When you can't avoid multi-token labels (refund_request, billing_dispute), the sequence probability is the product of per-token probabilities, so sum the logprobs. But raw sums penalize longer labels — a three-token class looks less likely than a one-token class purely from length. Use length-normalized log-probability (the mean per-token logprob) when comparing candidate labels of different lengths, and evaluate a small fixed set of candidates rather than trusting free-form generation. For a closed label set, scoring each candidate's normalized logprob and taking the argmax is more robust than reading whatever the model happened to decode first.
How do I get confidence from Claude, which has no logprobs?
Claude's API does not expose token logprobs, so you approximate confidence behaviorally with self-consistency: sample the same prompt N times at nonzero temperature and measure agreement. If Claude Sonnet 4.5 returns positive on 9 of 10 samples, treat 0.9 as the confidence estimate; a 6/4 split flags the same ambiguity a logprob split would. The agreement rate is a Monte Carlo estimate of the very distribution logprobs hand you directly — you're paying in tokens for what OpenAI returns free.
from collections import Counter
def claude_confidence(text, n=10):
votes = Counter()
for _ in range(n):
out = call_claude(text, temperature=0.8) # your wrapper
votes[out.strip().lower()] += 1
label, count = votes.most_common(1)[0]
return label, count / n
This costs N× the calls, so reserve it for decisions where the confidence actually gates an action. You can still temperature-scale the agreement rate against a held-out set to correct any residual bias. A lighter alternative is an explicit self-evaluation pass — a second call that judges the first — but that inherits the same verbalized-confidence weakness, so prefer sampling-based agreement when you can afford it.
How do I use calibrated confidence in production?
Turn it into selective prediction: pick a confidence threshold, auto-accept everything above it, and escalate the rest. This is where calibration pays for itself. With a trustworthy probability you can draw a risk-coverage curve — sort predictions by confidence, and for each coverage level (the fraction you auto-handle) read the error rate on that slice.
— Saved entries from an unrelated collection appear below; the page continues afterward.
//! HTTP clients.
//!
//! - `HhClient`: HH API with bearer authentication, single-flight login and
//!   one re-authentication retry on 401/403
//! - `BitrixClient`: Bitrix24 webhook REST calls

pub mod bitrix;
pub mod error;
pub mod hh;
pub mod request;
pub mod response;

pub use bitrix::BitrixClient;
pub use error::ApiError;
pub use hh::{HhClient, HhClientBuilder, Photo};
pub use request::{OutboundRequest, RequestBody, ResponseMode};
pub use response::ApiResponse;
#![allow(dead_code)]

use std::sync::atomic::{AtomicUsize, Ordering};
use std::sync::{Arc, Mutex};
use std::time::Duration;

use async_trait::async_trait;
use url::Url;

use hhbridge_core::auth::{
    AuthError, Credential, MemoryTokenStore, OAuthEndpoints, SignInLauncher, TokenStore,
};
use hhbridge_core::config::{Config, MemoryConfigStore};
use hhbridge_core::HhClient;

pub const REDIRECT_URI: &str = "http://127.0.0.1:8735/oauth";

#[derive(Clone, Copy)]
pub enum Callback {
    /// Completes the sign-in with code `code-1` and the expected state
    Approve,
    /// Returns a redirect carrying somebody else's state
    ForeignState,
    /// Returns a redirect without a code
    NoCode,
}

/// Sign-in window stand-in that records what it saw.
pub struct FakeSignIn {
    callback: Callback,
    delay: Duration,
    tokens: Arc<MemoryTokenStore>,
    launches: AtomicUsize,
    stored_at_launch: Mutex<Vec<Option<String>>>,
}

impl FakeSignIn {
    pub fn new(callback: Callback, tokens: Arc<MemoryTokenStore>) -> Self {
        Self {
            callback,
            delay: Duration::from_millis(50),
            tokens,
            launches: AtomicUsize::new(0),
            stored_at_launch: Mutex::new(Vec::new()),
        }
    }

    pub fn launches(&self) -> usize {
        self.launches.load(Ordering::SeqCst)
    }

    /// Token that was in the store each time the window opened
    pub fn stored_at_launch(&self) -> Vec<Option<String>> {
        self.stored_at_launch.lock().unwrap().clone()
    }
}

#[async_trait]
impl SignInLauncher for FakeSignIn {
    fn redirect_uri(&self) -> String {
        REDIRECT_URI.to_string()
    }

    async fn launch(&self, authorize_url: &Url) -> Result<String, AuthError> {
        self.launches.fetch_add(1, Ordering::SeqCst);
        let stored = self.tokens.load().unwrap().map(|c| c.access_token);
        self.stored_at_launch.lock().unwrap().push(stored);

        tokio::time::sleep(self.delay).await;

        let state = authorize_url
            .query_pairs()
            .find(|(key, _)| key == "state")
            .map(|(_, value)| value.into_owned())
            .unwrap_or_default();

        Ok(match self.callback {
            Callback::Approve => format!("{}?code=code-1&state={}", REDIRECT_URI, state),
            Callback::ForeignState => format!("{}?code=code-1&state=forged", REDIRECT_URI),
            Callback::NoCode => format!("{}?state={}", REDIRECT_URI, state),
        })
    }
}

pub fn test_config() -> Config {
    Config {
        hh_client_id: "client-1".to_string(),
        hh_client_secret: "secret-1".to_string(),
        hh_employer_id: "42".to_string(),
        ..Config::default()
    }
}

pub struct Harness {
    pub client: HhClient,
    pub tokens: Arc<MemoryTokenStore>,
    pub sign_in: Arc<FakeSignIn>,
    pub config: Arc<MemoryConfigStore>,
}

/// Client wired to `base_url` for API calls and OAuth endpoints.
pub fn harness(base_url: &str, callback: Callback, stored: Option<&str>) -> Harness {
    let tokens = Arc::new(match stored {
        Some(token) => MemoryTokenStore::with_credential(Credential::new(token)),
        None => MemoryTokenStore::new(),
    });
    let sign_in = Arc::new(FakeSignIn::new(callback, Arc::clone(&tokens)));
    let config = Arc::new(MemoryConfigStore::new(test_config()));

    let client = HhClient::builder()
        .base_url(base_url)
        .endpoints(OAuthEndpoints {
            authorize_url: format!("{}/oauth/authorize", base_url),
            token_url: format!("{}/token", base_url),
        })
        .build(config.clone(), tokens.clone(), sign_in.clone())
        .expect("client");

    Harness {
        client,
        tokens,
        sign_in,
        config,
    }
}

pub fn stored_token(tokens: &MemoryTokenStore) -> Option<String> {
    tokens.load().unwrap().map(|c| c.access_token)
}
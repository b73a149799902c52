use reqwest::Method;
use serde_json::Value;

/// How the caller intends to read the response body.
#[derive(Debug, Clone, Copy, PartialEq, Eq)]
pub enum ResponseMode {
    Json,
    Binary,
}

#[derive(Debug, Clone, PartialEq)]
pub enum RequestBody {
    Empty,
    Json(Value),
    Form(Vec<(String, String)>),
}

/// One logical API call.
///
/// Immutable once built; retry bookkeeping lives with the sender, not here.
#[derive(Debug, Clone, PartialEq)]
pub struct OutboundRequest {
    pub method: Method,
    /// Path relative to the API base, or an absolute URL
    pub target: String,
    pub query: Vec<(String, String)>,
    pub body: RequestBody,
    pub response_mode: ResponseMode,
}

impl OutboundRequest {
    pub fn new(method: Method, target: impl Into<String>) -> Self {
        Self {
            method,
            target: target.into(),
            query: Vec::new(),
            body: RequestBody::Empty,
            response_mode: ResponseMode::Json,
        }
    }

    pub fn get(target: impl Into<String>) -> Self {
        Self::new(Method::GET, target)
    }

    pub fn post(target: impl Into<String>) -> Self {
        Self::new(Method::POST, target)
    }

    pub fn query(mut self, key: impl Into<String>, value: impl Into<String>) -> Self {
        self.query.push((key.into(), value.into()));
        self
    }

    pub fn json(mut self, body: Value) -> Self {
        self.body = RequestBody::Json(body);
        self
    }

    pub fn form(mut self, pairs: Vec<(String, String)>) -> Self {
        self.body = RequestBody::Form(pairs);
        self
    }

    pub fn binary(mut self) -> Self {
        self.response_mode = ResponseMode::Binary;
        self
    }

    /// Resolve the target against `base_url`. Absolute targets (file links
    /// handed out by the API) are used as-is.
    pub fn url(&self, base_url: &str) -> String {
        if self.target.starts_with("http://") || self.target.starts_with("https://") {
            self.target.clone()
        } else {
            format!(
                "{}/{}",
                base_url.trim_end_matches('/'),
                self.target.trim_start_matches('/')
            )
        }
    }
}
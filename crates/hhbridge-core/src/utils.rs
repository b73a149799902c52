//! Small helpers for payloads handed to the UI.

use base64::{engine::general_purpose::STANDARD, Engine as _};
use url::Url;

/// Extensions picked when a MIME type maps to several
const PREFERRED_EXTENSIONS: [&str; 6] = ["jpg", "png", "gif", "webp", "pdf", "docx"];

pub fn encode_base64(bytes: &[u8]) -> String {
    STANDARD.encode(bytes)
}

/// MIME type without parameters: `image/jpeg; q=1` -> `image/jpeg`
pub fn mime_essence(content_type: &str) -> &str {
    content_type.split(';').next().unwrap_or("").trim()
}

/// File extension for a MIME type, if known
pub fn extension_for_mime(mime: &str) -> Option<String> {
    let mime = mime_essence(mime).to_ascii_lowercase();
    let extensions = mime_guess::get_mime_extensions_str(&mime)?;
    extensions
        .iter()
        .find(|ext| PREFERRED_EXTENSIONS.contains(ext))
        .or_else(|| extensions.first())
        .map(|ext| ext.to_string())
}

/// Link to a deal's page on the CRM portal behind `webhook_url`
pub fn deal_link(webhook_url: &str, deal_id: &str) -> Result<String, url::ParseError> {
    let origin = Url::parse(webhook_url)?.origin().ascii_serialization();
    Ok(format!("{}/crm/deal/details/{}/", origin, deal_id))
}

#[cfg(test)]
mod tests {
    use super::*;

    #[test]
    fn test_extension_for_mime() {
        assert_eq!(extension_for_mime("image/jpeg").as_deref(), Some("jpg"));
        assert_eq!(extension_for_mime("image/png; charset=binary").as_deref(), Some("png"));
        assert_eq!(extension_for_mime("application/pdf").as_deref(), Some("pdf"));
        assert_eq!(extension_for_mime("application/x-not-a-type"), None);
    }

    #[test]
    fn test_deal_link() {
        assert_eq!(
            deal_link("https://crm.example.ru/rest/1/abc/", "17").unwrap(),
            "https://crm.example.ru/crm/deal/details/17/"
        );
        assert!(deal_link("not a url", "17").is_err());
    }

    #[test]
    fn test_encode_base64() {
        assert_eq!(encode_base64(b"hh"), "aGg=");
    }
}
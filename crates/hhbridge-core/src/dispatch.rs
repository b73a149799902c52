//! Routing of UI messages to outbound calls.
//!
//! A message is a JSON object tagged by `type`. Every message gets exactly
//! one `Reply`; a `type` no handler knows is answered with
//! `{ "ok": false, "error": "unknown_command" }`. An optional `id` on the
//! message is echoed back so replies can be matched when several are in
//! flight.

use std::sync::Arc;

use anyhow::{Context, Result};
use serde::{Deserialize, Serialize};
use serde_json::Value;
use tracing::{debug, warn};

use crate::api::{ApiError, BitrixClient, HhClient};
use crate::config::{ConfigOverrides, ConfigStore};
use crate::utils::{deal_link, encode_base64};

pub const UNKNOWN_COMMAND: &str = "unknown_command";

#[derive(Debug, Clone, PartialEq, Deserialize)]
#[serde(tag = "type", rename_all = "SCREAMING_SNAKE_CASE")]
pub enum Command {
    #[serde(rename_all = "camelCase")]
    HhGetPersonResume { resume_id: String },
    HhGetMyEmployerInfo,
    HhGetMe,
    #[serde(rename_all = "camelCase")]
    HhGetResumeFileByUrl { file_url: String },
    #[serde(rename_all = "camelCase")]
    HhGetPersonPhotoByUrl { file_url: String },
    HhLogout,
    BitrixGetContactFields,
    BitrixGetCrmStatusList,
    #[serde(rename_all = "camelCase")]
    BitrixGetContactByHhId {
        contact_id_key: String,
        contact_id_value: Value,
    },
    BitrixGetCrmDealFields,
    BitrixGetDealList {
        #[serde(default)]
        filter: Value,
    },
    BitrixAddDeal { fields: Value },
    BitrixAddContact { fields: Value },
    #[serde(rename_all = "camelCase")]
    BitrixGetDealLink { deal_id: String },
    BitrixGetVacancies {
        #[serde(default)]
        page: u32,
        #[serde(default)]
        query: Option<String>,
    },
    BitrixGetRecruiters {
        #[serde(default)]
        page: u32,
        #[serde(default)]
        query: Option<String>,
    },
    ConfigGet,
    ConfigSet { values: ConfigOverrides },
    ConfigReset,
}

impl Command {
    /// Every `type` tag a message may carry
    pub const TYPES: [&'static str; 19] = [
        "HH_GET_PERSON_RESUME",
        "HH_GET_MY_EMPLOYER_INFO",
        "HH_GET_ME",
        "HH_GET_RESUME_FILE_BY_URL",
        "HH_GET_PERSON_PHOTO_BY_URL",
        "HH_LOGOUT",
        "BITRIX_GET_CONTACT_FIELDS",
        "BITRIX_GET_CRM_STATUS_LIST",
        "BITRIX_GET_CONTACT_BY_HH_ID",
        "BITRIX_GET_CRM_DEAL_FIELDS",
        "BITRIX_GET_DEAL_LIST",
        "BITRIX_ADD_DEAL",
        "BITRIX_ADD_CONTACT",
        "BITRIX_GET_DEAL_LINK",
        "BITRIX_GET_VACANCIES",
        "BITRIX_GET_RECRUITERS",
        "CONFIG_GET",
        "CONFIG_SET",
        "CONFIG_RESET",
    ];
}

#[derive(Debug, Clone, PartialEq, Serialize, Deserialize)]
#[cfg_attr(feature = "ts", derive(ts_rs::TS), ts(export))]
pub struct Reply {
    #[serde(default, skip_serializing_if = "Option::is_none")]
    pub id: Option<Value>,
    pub ok: bool,
    #[serde(default, skip_serializing_if = "Option::is_none")]
    pub data: Option<Value>,
    #[serde(default, skip_serializing_if = "Option::is_none")]
    pub error: Option<String>,
}

impl Reply {
    pub fn ok(data: Value) -> Self {
        Self {
            id: None,
            ok: true,
            data: Some(data),
            error: None,
        }
    }

    pub fn failure(error: impl Into<String>) -> Self {
        Self {
            id: None,
            ok: false,
            data: None,
            error: Some(error.into()),
        }
    }

    pub fn unknown_command() -> Self {
        Self::failure(UNKNOWN_COMMAND)
    }

    fn with_id(mut self, id: Option<Value>) -> Self {
        self.id = id;
        self
    }
}

#[derive(Clone)]
pub struct Dispatcher {
    hh: HhClient,
    bitrix: BitrixClient,
    config: Arc<dyn ConfigStore>,
}

impl Dispatcher {
    pub fn new(hh: HhClient, bitrix: BitrixClient, config: Arc<dyn ConfigStore>) -> Self {
        Self { hh, bitrix, config }
    }

    /// Answer one raw message.
    pub async fn handle(&self, message: Value) -> Reply {
        let id = message.get("id").cloned();
        let kind = message
            .get("type")
            .and_then(Value::as_str)
            .unwrap_or_default()
            .to_string();

        if !Command::TYPES.contains(&kind.as_str()) {
            debug!(kind = %kind, "Unknown command");
            return Reply::unknown_command().with_id(id);
        }

        let command: Command = match serde_json::from_value(message) {
            Ok(command) => command,
            Err(e) => return Reply::failure(format!("invalid message: {}", e)).with_id(id),
        };

        match self.execute(command).await {
            Ok(data) => Reply::ok(data).with_id(id),
            Err(e) => {
                warn!(kind = %kind, error = %e, "Command failed");
                Reply::failure(format!("{:#}", e)).with_id(id)
            }
        }
    }

    /// Run a parsed command and return the reply payload.
    pub async fn execute(&self, command: Command) -> Result<Value> {
        let data = match command {
            Command::HhGetPersonResume { resume_id } => self.hh.resume(&resume_id).await?,
            Command::HhGetMyEmployerInfo => {
                let employer_id = self.config.get()?.hh_employer_id;
                if employer_id.is_empty() {
                    return Err(ApiError::NotConfigured("HH_EMPLOYER_ID").into());
                }
                self.hh.employer(&employer_id).await?
            }
            Command::HhGetMe => self.hh.me().await?,
            Command::HhGetResumeFileByUrl { file_url } => {
                let file = self.hh.download(&file_url).await?;
                Value::String(encode_base64(file.bytes()))
            }
            Command::HhGetPersonPhotoByUrl { file_url } => {
                serde_json::to_value(self.hh.photo(&file_url).await?)?
            }
            Command::HhLogout => {
                self.hh.sign_out()?;
                Value::Null
            }
            Command::BitrixGetContactFields => self.bitrix.contact_fields().await?,
            Command::BitrixGetCrmStatusList => self.bitrix.contact_types().await?,
            Command::BitrixGetContactByHhId {
                contact_id_key,
                contact_id_value,
            } => {
                self.bitrix
                    .find_contacts(&contact_id_key, contact_id_value)
                    .await?
            }
            Command::BitrixGetCrmDealFields => self.bitrix.deal_fields().await?,
            Command::BitrixGetDealList { filter } => self.bitrix.list_deals(filter).await?,
            Command::BitrixAddDeal { fields } => self.bitrix.add_deal(fields).await?,
            Command::BitrixAddContact { fields } => self.bitrix.add_contact(fields).await?,
            Command::BitrixGetDealLink { deal_id } => {
                let base = self.config.get()?.b24_base_url;
                let link = deal_link(&base, &deal_id).context("B24_BASE_URL is not a valid URL")?;
                Value::String(link)
            }
            Command::BitrixGetVacancies { page, query } => {
                self.bitrix.vacancies(page, query.as_deref()).await?
            }
            Command::BitrixGetRecruiters { page, query } => {
                self.bitrix.recruiters(page, query.as_deref()).await?
            }
            Command::ConfigGet => serde_json::to_value(self.config.get()?)?,
            Command::ConfigSet { values } => {
                self.config.set(values)?;
                serde_json::to_value(self.config.get()?)?
            }
            Command::ConfigReset => {
                self.config.reset()?;
                serde_json::to_value(self.config.get()?)?
            }
        };
        Ok(data)
    }
}
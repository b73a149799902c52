//! Authentication against the HH API.
//!
//! This module provides:
//! - `Credential` and the `TokenStore` implementations that persist it
//!   (OS keychain, session file, memory)
//! - OAuth2 authorization-code helpers and the `SignInLauncher` seam
//! - `LoginCoordinator`: single-flight interactive login
//!
//! Tokens carry no tracked expiry; the API answering 401/403 is what marks
//! a credential stale.

pub mod credentials;
pub mod error;
pub mod login;
pub mod oauth;

pub use credentials::{Credential, FileTokenStore, KeyringTokenStore, MemoryTokenStore, TokenStore};
pub use error::AuthError;
pub use login::LoginCoordinator;
pub use oauth::{OAuthEndpoints, SignInLauncher};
Concretely: if calibrated 0.9+ predictions cover 70% of your traffic at a 3% error rate, automate that 70% and route the low-confidence 30% to a stronger model or a human queue. You've converted a flat 92% accuracy into a tunable business dial — trade coverage for accuracy explicitly instead of eating a fixed error rate everywhere. The threshold is a product decision (how expensive is a wrong auto-accept?), and calibration is what makes that decision honest. Tiered routing falls out naturally: cheap model with logprob gating first, escalate the uncertain tail to the expensive model, and only the residual reaches a person.
The direct answer
Token logprobs beat asking your LLM how confident it is because a self-reported score is generated by the same next-token machinery as any other text — overconfident, clustered on round numbers, and uncorrelated with correctness — whereas a token logprob is the actual probability the model assigned to the token it chose. On the OpenAI-compatible endpoint, set logprobs=True with single-token labels, exp() the label token's logprob, and fit one temperature-scaling parameter on held-out data to drive ECE down. That gives you a calibrated per-decision probability you can threshold for selective prediction: auto-accept the confident majority, escalate the uncertain tail. For Claude, which exposes no logprobs, approximate the same signal with self-consistency sampling. Either way, stop trusting the model's self-graded confidence and start reading the number it already computed.